- Problem details -
From the data below, restate every line word for word.

- Entries shown -
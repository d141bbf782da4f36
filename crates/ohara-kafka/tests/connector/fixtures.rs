//! Connectors used only by tests.

use async_trait::async_trait;
use ohara_common::{Column, DataType, Row, COLUMN_KEY};
use ohara_kafka::connector::{
    RowSinkConnector, RowSinkRecord, RowSinkTask, RowSourceConnector, RowSourceRecord,
    RowSourceTask, TaskConfig,
};
use ohara_kafka::{BytesSerializer, Error, Producer, Result, RowSerializer};
use std::time::Duration;

/// Option naming the brokers a sink task writes to.
pub const BROKER: &str = "broker";
/// Option naming the topic a sink task writes to.
pub const OUTPUT: &str = "output";

pub fn dumb_columns() -> Vec<Column> {
    vec![
        Column::of("cf0", DataType::Boolean, 0),
        Column::of("cf1", DataType::Boolean, 1),
    ]
}

/// Source with a fixed schema whose task never emits rows.
pub struct DumbSource {
    columns: Vec<Column>,
}

impl Default for DumbSource {
    fn default() -> Self {
        Self {
            columns: dumb_columns(),
        }
    }
}

impl RowSourceConnector for DumbSource {
    type Task = DumbSourceTask;

    fn start(&mut self, _config: TaskConfig) -> Result<()> {
        Ok(())
    }

    fn stop(&mut self) -> Result<()> {
        Ok(())
    }

    fn task_configs(&self, _max_tasks: usize) -> Result<Vec<TaskConfig>> {
        let config = TaskConfig::builder()
            .name("test")
            .topic("topic")
            .schema(self.columns.clone())
            .option(COLUMN_KEY, Column::from_columns(&self.columns))
            .build()?;
        Ok(vec![config])
    }
}

#[derive(Default)]
pub struct DumbSourceTask;

#[async_trait]
impl RowSourceTask for DumbSourceTask {
    async fn start(&mut self, _config: TaskConfig) -> Result<()> {
        Ok(())
    }

    async fn poll(&mut self) -> Result<Vec<RowSourceRecord>> {
        Ok(Vec::new())
    }

    async fn stop(&mut self) -> Result<()> {
        Ok(())
    }
}

/// Sink that copies incoming rows to the `OUTPUT` topic on the `BROKER` cluster.
#[derive(Default)]
pub struct SimpleRowSinkConnector {
    config: Option<TaskConfig>,
}

impl RowSinkConnector for SimpleRowSinkConnector {
    type Task = SimpleRowSinkTask;

    fn start(&mut self, config: TaskConfig) -> Result<()> {
        config.require_option(OUTPUT)?;
        config.require_option(BROKER)?;
        self.config = Some(config);
        Ok(())
    }

    fn stop(&mut self) -> Result<()> {
        Ok(())
    }

    fn task_configs(&self, max_tasks: usize) -> Result<Vec<TaskConfig>> {
        let config = self
            .config
            .as_ref()
            .ok_or_else(|| Error::Connector("connector has not been started".to_string()))?;
        Ok(vec![config.clone(); max_tasks])
    }
}

#[derive(Default)]
pub struct SimpleRowSinkTask {
    producer: Option<Producer<Vec<u8>, Row>>,
    output: Option<String>,
}

#[async_trait]
impl RowSinkTask for SimpleRowSinkTask {
    async fn start(&mut self, config: TaskConfig) -> Result<()> {
        let broker = config.require_option(BROKER)?;
        let output = config.require_option(OUTPUT)?;
        self.producer = Some(
            Producer::builder()
                .connection_props(broker)
                .build(BytesSerializer, RowSerializer)?,
        );
        self.output = Some(output.to_string());
        Ok(())
    }

    async fn put(&mut self, records: Vec<RowSinkRecord>) -> Result<()> {
        let (Some(producer), Some(output)) = (&self.producer, &self.output) else {
            return Err(Error::Connector("task has not been started".to_string()));
        };
        for record in records {
            producer.sender().value(record.row).send(output).await?;
        }
        Ok(())
    }

    async fn stop(&mut self) -> Result<()> {
        if let Some(producer) = self.producer.take() {
            producer.flush(Duration::from_secs(10)).await?;
        }
        Ok(())
    }
}
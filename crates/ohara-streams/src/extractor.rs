//! Timestamps for records written by a stream.

use ohara_kafka::Record;

/// Picks the timestamp, in epoch milliseconds, of the output record.
///
/// `partition_time` is the highest timestamp extracted so far from the same
/// source partition, or `-1` before the first record.
pub trait TimestampExtractor: Send + Sync {
    fn extract(&self, record: &Record<Vec<u8>, Vec<u8>>, partition_time: i64) -> i64;
}

/// Uses the broker timestamp of the source record.
///
/// Falls back to the partition time when the record carries none.
#[derive(Debug, Clone, Copy, Default)]
pub struct RecordTimestampExtractor;

impl TimestampExtractor for RecordTimestampExtractor {
    fn extract(&self, record: &Record<Vec<u8>, Vec<u8>>, partition_time: i64) -> i64 {
        match record.timestamp {
            Some(ts) if ts >= 0 => ts,
            _ => partition_time,
        }
    }
}

/// Stamps records with the local clock.
#[derive(Debug, Clone, Copy, Default)]
pub struct WallclockTimestampExtractor;

impl TimestampExtractor for WallclockTimestampExtractor {
    fn extract(&self, _record: &Record<Vec<u8>, Vec<u8>>, _partition_time: i64) -> i64 {
        chrono::Utc::now().timestamp_millis()
    }
}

- Solved problem -
repository d141bbf782da4f36
filename crates/ohara-kafka/tests/connector/fixtures.rs
//! Connectors used only by tests.

use async_trait::async_trait;
use ohara_common::{Column, DataType, Row, COLUMN_KEY};
use ohara_kafka::connector::{
    RowSinkConnector, RowSinkRecord, RowSinkTask, RowSourceConnector, RowSourceRecord,
    RowSourceTask, TaskConfig,
};
use ohara_kafka::{BytesSerializer, Error, Producer, Result, RowSerializer};
use std::time::Duration;

/// Option naming the brokers a sink task writes to.
pub const BROKER: &str = "broker";
/// Option naming the topic a sink task writes to.
pub const OUTPUT: &str = "output";

pub fn dumb_columns() -> Vec<Column> {
    vec![
        Column::of("cf0", DataType::Boolean, 0),
        Column::of("cf1", DataType::Boolean, 1),
    ]
}

/// Source with a fixed schema whose task never emits rows.
pub struct DumbSource {
    columns: Vec<Column>,
}

impl Default for DumbSource {
    fn default() -> Self {
        Self {
            columns: dumb_columns(),
        }
    }
}

impl RowSourceConnector for DumbSource {
    type Task = DumbSourceTask;

    fn start(&mut self, _config: TaskConfig) -> Result<()> {
        Ok(())
    }

    fn stop(&mut self) -> Result<()> {
        Ok(())
    }

    fn task_configs(&self, _max_tasks: usize) -> Result<Vec<TaskConfig>> {
        let config = TaskConfig::builder()
            .name("test")
            .topic("topic")
            .schema(self.columns.clone())
            .option(COLUMN_KEY, Column::from_columns(&self.columns))
            .build()?;
        Ok(vec![config])
    }
}

#[derive(Default)]
pub struct DumbSourceTask;

#[async_trait]
impl RowSourceTask for DumbSourceTask {
    async fn start(&mut self, _config: TaskConfig) -> Result<()> {
        Ok(())
    }

    async fn poll(&mut self) -> Result<Vec<RowSourceRecord>> {
        Ok(Vec::new())
    }

    async fn stop(&mut self) -> Result<()> {
        Ok(())
    }
}

/// Sink that copies incoming rows to the `OUTPUT` topic on the `BROKER` cluster.
#[derive(Default)]
pub struct SimpleRowSinkConnector {
    config: Option<TaskConfig>,
}

impl RowSinkConnector for SimpleRowSinkConnector {
    type Task = SimpleRowSinkTask;

    fn start(&mut self, config: TaskConfig) -> Result<()> {
        config.require_option(OUTPUT)?;
        config.require_option(BROKER)?;
        self.config = Some(config);
        Ok(())
    }

    fn stop(&mut self) -> Result<()> {
        Ok(())
    }

    fn task_configs(&self, max_tasks: usize) -> Result<Vec<TaskConfig>> {
        let config = self
            .config
            .as_ref()
            .ok_or_else(|| Error::Connector("connector has not been started".to_string()))?;
        Ok(vec![config.clone(); max_tasks])
    }
}

#[derive(Default)]
pub struct SimpleRowSinkTask {
    producer: Option<Producer<Vec<u8>, Row>>,
    output: Option<String>,
}

#[async_trait]
impl RowSinkTask for SimpleRowSinkTask {
    async fn start(&mut self, config: TaskConfig) -> Result<()> {
        let broker = config.require_option(BROKER)?;
        let output = config.require_option(OUTPUT)?;
        self.producer = Some(
            Producer::builder()
                .connection_props(broker)
                .build(BytesSerializer, RowSerializer)?,
        );
        self.output = Some(output.to_string());
        Ok(())
    }

    async fn put(&mut self, records: Vec<RowSinkRecord>) -> Result<()> {
        let (Some(producer), Some(output)) = (&self.producer, &self.output) else {
            return Err(Error::Connector("task has not been started".to_string()));
        };
        for record in records {
            producer.sender().value(record.row).send(output).await?;
        }
        Ok(())
    }

    async fn stop(&mut self) -> Result<()> {
        if let Some(producer) = self.producer.take() {
            producer.flush(Duration::from_secs(10)).await?;
        }
        Ok(())
    }
}
filename crates/ohara-streams/src/extractor.rs
//! Timestamps for records written by a stream.

use ohara_kafka::Record;

/// Picks the timestamp, in epoch milliseconds, of the output record.
///
/// `partition_time` is the highest timestamp extracted so far from the same
/// source partition, or `-1` before the first record.
pub trait TimestampExtractor: Send + Sync {
    fn extract(&self, record: &Record<Vec<u8>, Vec<u8>>, partition_time: i64) -> i64;
}

/// Uses the broker timestamp of the source record.
///
/// Falls back to the partition time when the record carries none.
#[derive(Debug, Clone, Copy, Default)]
pub struct RecordTimestampExtractor;

impl TimestampExtractor for RecordTimestampExtractor {
    fn extract(&self, record: &Record<Vec<u8>, Vec<u8>>, partition_time: i64) -> i64 {
        match record.timestamp {
            Some(ts) if ts >= 0 => ts,
            _ => partition_time,
        }
    }
}

/// Stamps records with the local clock.
#[derive(Debug, Clone, Copy, Default)]
pub struct WallclockTimestampExtractor;

impl TimestampExtractor for WallclockTimestampExtractor {
    fn extract(&self, _record: &Record<Vec<u8>, Vec<u8>>, _partition_time: i64) -> i64 {
        chrono::Utc::now().timestamp_millis()
    }
}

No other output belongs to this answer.